[Saved entries]
--
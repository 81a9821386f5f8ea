//! Mirror the local dataset tree to a remote storage backend.
//!
//! Upload order is the observer invariant applied to the remote copy:
//! batch images first, then their tags, then new `current/` files, and only
//! then deletions of remote `current/` entries that rotated away. At every
//! point a remote reader sees each image either under `current/` or inside
//! a complete archive batch.
//!
//! Remote archive objects are never overwritten or deleted. Batches are
//! immutable, so presence alone means that object is done.

use crate::error::{ErrorKind, Result};
use crate::layout::{BATCHES_DIR, CURRENT_DIR, Layout, TAGS_DIR};
use exn::ResultExt;
use std::collections::{HashMap, HashSet};
use std::path::{Path, PathBuf};
use std::sync::Arc;
use thumbyard_storage::{BackendHandle, FileInfo, backend::LocalBackend};
use tracing::{debug, info};

/// What a publish run did, for the run summary log line.
#[derive(Debug, Default, Clone, PartialEq, Eq)]
pub struct PublishSummary {
    pub uploaded: usize,
    pub deleted: usize,
    pub unchanged: usize,
}

pub(crate) async fn publish(layout: &Layout, remote: &BackendHandle) -> Result<PublishSummary> {
    let local: BackendHandle =
        Arc::new(LocalBackend::new("dataset", layout.root()).or_raise(|| ErrorKind::Storage)?);
    let local_files = local.list(None).await.or_raise(|| ErrorKind::Storage)?;
    let remote_index: HashMap<PathBuf, u64> = remote
        .list(None)
        .await
        .or_raise(|| ErrorKind::Storage)?
        .into_iter()
        .map(|file| (file.path, file.size))
        .collect();

    let mut batches: Vec<&FileInfo> = Vec::new();
    let mut tags: Vec<&FileInfo> = Vec::new();
    let mut current: Vec<&FileInfo> = Vec::new();
    for file in &local_files {
        if file.path.starts_with(BATCHES_DIR) {
            batches.push(file);
        } else if file.path.starts_with(TAGS_DIR) {
            tags.push(file);
        } else if file.path.starts_with(CURRENT_DIR) {
            current.push(file);
        }
        // Anything else under the root isn't part of the published tree.
    }

    let mut summary = PublishSummary::default();

    // Immutable groups: presence remotely means done, size notwithstanding.
    for file in batches.into_iter().chain(tags) {
        if remote_index.contains_key(&file.path) {
            summary.unchanged += 1;
            continue;
        }
        copy(&local, remote, &file.path).await?;
        summary.uploaded += 1;
    }

    // The current collection is append-only between rotations, but its
    // metadata index grows in place, so compare sizes.
    for file in &current {
        match remote_index.get(&file.path) {
            Some(size) if *size == file.size => summary.unchanged += 1,
            _ => {
                copy(&local, remote, &file.path).await?;
                summary.uploaded += 1;
            },
        }
    }

    // Remote current/ entries with no local counterpart rotated into a
    // batch that was fully uploaded above.
    let local_current: HashSet<&PathBuf> = current.iter().map(|file| &file.path).collect();
    for path in remote_index.keys() {
        if path.starts_with(CURRENT_DIR) && !local_current.contains(path) {
            debug!(path = %path.display(), "removing rotated file from remote current");
            remote.delete(path).await.or_raise(|| ErrorKind::Storage)?;
            summary.deleted += 1;
        }
    }

    info!(
        remote = remote.name(),
        uploaded = summary.uploaded,
        deleted = summary.deleted,
        unchanged = summary.unchanged,
        "published dataset"
    );
    Ok(summary)
}

async fn copy(local: &BackendHandle, remote: &BackendHandle, path: &Path) -> Result<()> {
    let data = local.read(path).await.or_raise(|| ErrorKind::Storage)?;
    remote.write(path, &data).await.or_raise(|| ErrorKind::Storage)?;
    Ok(())
}

#[cfg(test)]
mod tests {
    use super::*;
    use std::path::Path;
    use thumbyard_storage::backend::MockBackend;

    fn write(root: &Path, rel: &str, data: &[u8]) {
        let path = root.join(rel);
        std::fs::create_dir_all(path.parent().unwrap()).unwrap();
        std::fs::write(path, data).unwrap();
    }

    fn remote() -> BackendHandle {
        Arc::new(MockBackend::default().with_name("r2"))
    }

    #[tokio::test]
    async fn test_first_publish_uploads_everything() {
        let dir = tempfile::tempdir().unwrap();
        write(dir.path(), "current/a.jpg", b"a");
        write(dir.path(), "current/metadata.jsonl", b"{}\n");
        write(dir.path(), "batches/batch_001/b.jpg", b"b");
        write(dir.path(), "tags/batch_001.json", b"{}");
        let layout = Layout::new(dir.path());
        let remote = remote();

        let summary = publish(&layout, &remote).await.unwrap();
        assert_eq!(summary.uploaded, 4);
        assert_eq!(summary.deleted, 0);
        assert!(remote.exists(Path::new("current/a.jpg")).await.unwrap());
        assert!(remote.exists(Path::new("batches/batch_001/b.jpg")).await.unwrap());
        assert!(remote.exists(Path::new("tags/batch_001.json")).await.unwrap());
    }

    #[tokio::test]
    async fn test_second_publish_is_a_noop() {
        let dir = tempfile::tempdir().unwrap();
        write(dir.path(), "current/a.jpg", b"a");
        write(dir.path(), "batches/batch_001/b.jpg", b"b");
        let layout = Layout::new(dir.path());
        let remote = remote();

        publish(&layout, &remote).await.unwrap();
        let second = publish(&layout, &remote).await.unwrap();
        assert_eq!(second.uploaded, 0);
        assert_eq!(second.deleted, 0);
        assert_eq!(second.unchanged, 2);
    }

    #[tokio::test]
    async fn test_rotation_moves_remote_files() {
        let dir = tempfile::tempdir().unwrap();
        write(dir.path(), "current/a.jpg", b"a");
        write(dir.path(), "current/metadata.jsonl", b"{}\n");
        let layout = Layout::new(dir.path());
        let remote = remote();
        publish(&layout, &remote).await.unwrap();

        // Rotate locally: current moves wholesale into batch_001
        std::fs::create_dir_all(dir.path().join("batches")).unwrap();
        std::fs::rename(dir.path().join("current"), dir.path().join("batches/batch_001")).unwrap();
        std::fs::create_dir_all(dir.path().join("current")).unwrap();
        write(dir.path(), "tags/batch_001.json", b"{}");

        let summary = publish(&layout, &remote).await.unwrap();
        assert_eq!(summary.uploaded, 3); // 2 batch files + tag
        assert_eq!(summary.deleted, 2); // both old current entries
        assert!(remote.exists(Path::new("batches/batch_001/a.jpg")).await.unwrap());
        assert!(!remote.exists(Path::new("current/a.jpg")).await.unwrap());
        assert!(!remote.exists(Path::new("current/metadata.jsonl")).await.unwrap());
    }

    #[tokio::test]
    async fn test_remote_batches_never_deleted() {
        let dir = tempfile::tempdir().unwrap();
        write(dir.path(), "current/a.jpg", b"a");
        let layout = Layout::new(dir.path());
        // Remote already holds history this working copy doesn't have
        let remote: BackendHandle = Arc::new(MockBackend::with_files([
            ("batches/batch_001/ancient.jpg", Vec::from(*b"old")),
            ("tags/batch_001.json", Vec::from(*b"{}")),
        ]));

        let summary = publish(&layout, &remote).await.unwrap();
        assert_eq!(summary.deleted, 0);
        assert!(remote.exists(Path::new("batches/batch_001/ancient.jpg")).await.unwrap());
    }

    #[tokio::test]
    async fn test_growing_metadata_reuploaded() {
        let dir = tempfile::tempdir().unwrap();
        write(dir.path(), "current/metadata.jsonl", b"{}\n");
        let layout = Layout::new(dir.path());
        let remote = remote();
        publish(&layout, &remote).await.unwrap();

        write(dir.path(), "current/metadata.jsonl", b"{}\n{\"more\":1}\n");
        let summary = publish(&layout, &remote).await.unwrap();
        assert_eq!(summary.uploaded, 1);
        let data = remote.read(Path::new("current/metadata.jsonl")).await.unwrap();
        assert_eq!(data, b"{}\n{\"more\":1}\n");
    }
}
--
» **Activity**: I would like you to output every record exactly as written.

» **Exercise solution**:
repository 81a9821386f5f8ea
//! Mirror the local dataset tree to a remote storage backend.
//!
//! Upload order is the observer invariant applied to the remote copy:
//! batch images first, then their tags, then new `current/` files, and only
//! then deletions of remote `current/` entries that rotated away. At every
//! point a remote reader sees each image either under `current/` or inside
//! a complete archive batch.
//!
//! Remote archive objects are never overwritten or deleted. Batches are
//! immutable, so presence alone means that object is done.

use crate::error::{ErrorKind, Result};
use crate::layout::{BATCHES_DIR, CURRENT_DIR, Layout, TAGS_DIR};
use exn::ResultExt;
use std::collections::{HashMap, HashSet};
use std::path::{Path, PathBuf};
use std::sync::Arc;
use thumbyard_storage::{BackendHandle, FileInfo, backend::LocalBackend};
use tracing::{debug, info};

/// What a publish run did, for the run summary log line.
#[derive(Debug, Default, Clone, PartialEq, Eq)]
pub struct PublishSummary {
    pub uploaded: usize,
    pub deleted: usize,
    pub unchanged: usize,
}

pub(crate) async fn publish(layout: &Layout, remote: &BackendHandle) -> Result<PublishSummary> {
    let local: BackendHandle =
        Arc::new(LocalBackend::new("dataset", layout.root()).or_raise(|| ErrorKind::Storage)?);
    let local_files = local.list(None).await.or_raise(|| ErrorKind::Storage)?;
    let remote_index: HashMap<PathBuf, u64> = remote
        .list(None)
        .await
        .or_raise(|| ErrorKind::Storage)?
        .into_iter()
        .map(|file| (file.path, file.size))
        .collect();

    let mut batches: Vec<&FileInfo> = Vec::new();
    let mut tags: Vec<&FileInfo> = Vec::new();
    let mut current: Vec<&FileInfo> = Vec::new();
    for file in &local_files {
        if file.path.starts_with(BATCHES_DIR) {
            batches.push(file);
        } else if file.path.starts_with(TAGS_DIR) {
            tags.push(file);
        } else if file.path.starts_with(CURRENT_DIR) {
            current.push(file);
        }
        // Anything else under the root isn't part of the published tree.
    }

    let mut summary = PublishSummary::default();

    // Immutable groups: presence remotely means done, size notwithstanding.
    for file in batches.into_iter().chain(tags) {
        if remote_index.contains_key(&file.path) {
            summary.unchanged += 1;
            continue;
        }
        copy(&local, remote, &file.path).await?;
        summary.uploaded += 1;
    }

    // The current collection is append-only between rotations, but its
    // metadata index grows in place, so compare sizes.
    for file in &current {
        match remote_index.get(&file.path) {
            Some(size) if *size == file.size => summary.unchanged += 1,
            _ => {
                copy(&local, remote, &file.path).await?;
                summary.uploaded += 1;
            },
        }
    }

    // Remote current/ entries with no local counterpart rotated into a
    // batch that was fully uploaded above.
    let local_current: HashSet<&PathBuf> = current.iter().map(|file| &file.path).collect();
    for path in remote_index.keys() {
        if path.starts_with(CURRENT_DIR) && !local_current.contains(path) {
            debug!(path = %path.display(), "removing rotated file from remote current");
            remote.delete(path).await.or_raise(|| ErrorKind::Storage)?;
            summary.deleted += 1;
        }
    }

    info!(
        remote = remote.name(),
        uploaded = summary.uploaded,
        deleted = summary.deleted,
        unchanged = summary.unchanged,
        "published dataset"
    );
    Ok(summary)
}

async fn copy(local: &BackendHandle, remote: &BackendHandle, path: &Path) -> Result<()> {
    let data = local.read(path).await.or_raise(|| ErrorKind::Storage)?;
    remote.write(path, &data).await.or_raise(|| ErrorKind::Storage)?;
    Ok(())
}

#[cfg(test)]
mod tests {
    use super::*;
    use std::path::Path;
    use thumbyard_storage::backend::MockBackend;

    fn write(root: &Path, rel: &str, data: &[u8]) {
        let path = root.join(rel);
        std::fs::create_dir_all(path.parent().unwrap()).unwrap();
        std::fs::write(path, data).unwrap();
    }

    fn remote() -> BackendHandle {
        Arc::new(MockBackend::default().with_name("r2"))
    }

    #[tokio::test]
    async fn test_first_publish_uploads_everything() {
        let dir = tempfile::tempdir().unwrap();
        write(dir.path(), "current/a.jpg", b"a");
        write(dir.path(), "current/metadata.jsonl", b"{}\n");
        write(dir.path(), "batches/batch_001/b.jpg", b"b");
        write(dir.path(), "tags/batch_001.json", b"{}");
        let layout = Layout::new(dir.path());
        let remote = remote();

        let summary = publish(&layout, &remote).await.unwrap();
        assert_eq!(summary.uploaded, 4);
        assert_eq!(summary.deleted, 0);
        assert!(remote.exists(Path::new("current/a.jpg")).await.unwrap());
        assert!(remote.exists(Path::new("batches/batch_001/b.jpg")).await.unwrap());
        assert!(remote.exists(Path::new("tags/batch_001.json")).await.unwrap());
    }

    #[tokio::test]
    async fn test_second_publish_is_a_noop() {
        let dir = tempfile::tempdir().unwrap();
        write(dir.path(), "current/a.jpg", b"a");
        write(dir.path(), "batches/batch_001/b.jpg", b"b");
        let layout = Layout::new(dir.path());
        let remote = remote();

        publish(&layout, &remote).await.unwrap();
        let second = publish(&layout, &remote).await.unwrap();
        assert_eq!(second.uploaded, 0);
        assert_eq!(second.deleted, 0);
        assert_eq!(second.unchanged, 2);
    }

    #[tokio::test]
    async fn test_rotation_moves_remote_files() {
        let dir = tempfile::tempdir().unwrap();
        write(dir.path(), "current/a.jpg", b"a");
        write(dir.path(), "current/metadata.jsonl", b"{}\n");
        let layout = Layout::new(dir.path());
        let remote = remote();
        publish(&layout, &remote).await.unwrap();

        // Rotate locally: current moves wholesale into batch_001
        std::fs::create_dir_all(dir.path().join("batches")).unwrap();
        std::fs::rename(dir.path().join("current"), dir.path().join("batches/batch_001")).unwrap();
        std::fs::create_dir_all(dir.path().join("current")).unwrap();
        write(dir.path(), "tags/batch_001.json", b"{}");

        let summary = publish(&layout, &remote).await.unwrap();
        assert_eq!(summary.uploaded, 3); // 2 batch files + tag
        assert_eq!(summary.deleted, 2); // both old current entries
        assert!(remote.exists(Path::new("batches/batch_001/a.jpg")).await.unwrap());
        assert!(!remote.exists(Path::new("current/a.jpg")).await.unwrap());
        assert!(!remote.exists(Path::new("current/metadata.jsonl")).await.unwrap());
    }

    #[tokio::test]
    async fn test_remote_batches_never_deleted() {
        let dir = tempfile::tempdir().unwrap();
        write(dir.path(), "current/a.jpg", b"a");
        let layout = Layout::new(dir.path());
        // Remote already holds history this working copy doesn't have
        let remote: BackendHandle = Arc::new(MockBackend::with_files([
            ("batches/batch_001/ancient.jpg", Vec::from(*b"old")),
            ("tags/batch_001.json", Vec::from(*b"{}")),
        ]));

        let summary = publish(&layout, &remote).await.unwrap();
        assert_eq!(summary.deleted, 0);
        assert!(remote.exists(Path::new("batches/batch_001/ancient.jpg")).await.unwrap());
    }

    #[tokio::test]
    async fn test_growing_metadata_reuploaded() {
        let dir = tempfile::tempdir().unwrap();
        write(dir.path(), "current/metadata.jsonl", b"{}\n");
        let layout = Layout::new(dir.path());
        let remote = remote();
        publish(&layout, &remote).await.unwrap();

        write(dir.path(), "current/metadata.jsonl", b"{}\n{\"more\":1}\n");
        let summary = publish(&layout, &remote).await.unwrap();
        assert_eq!(summary.uploaded, 1);
        let data = remote.read(Path::new("current/metadata.jsonl")).await.unwrap();
        assert_eq!(data, b"{}\n{\"more\":1}\n");
    }
}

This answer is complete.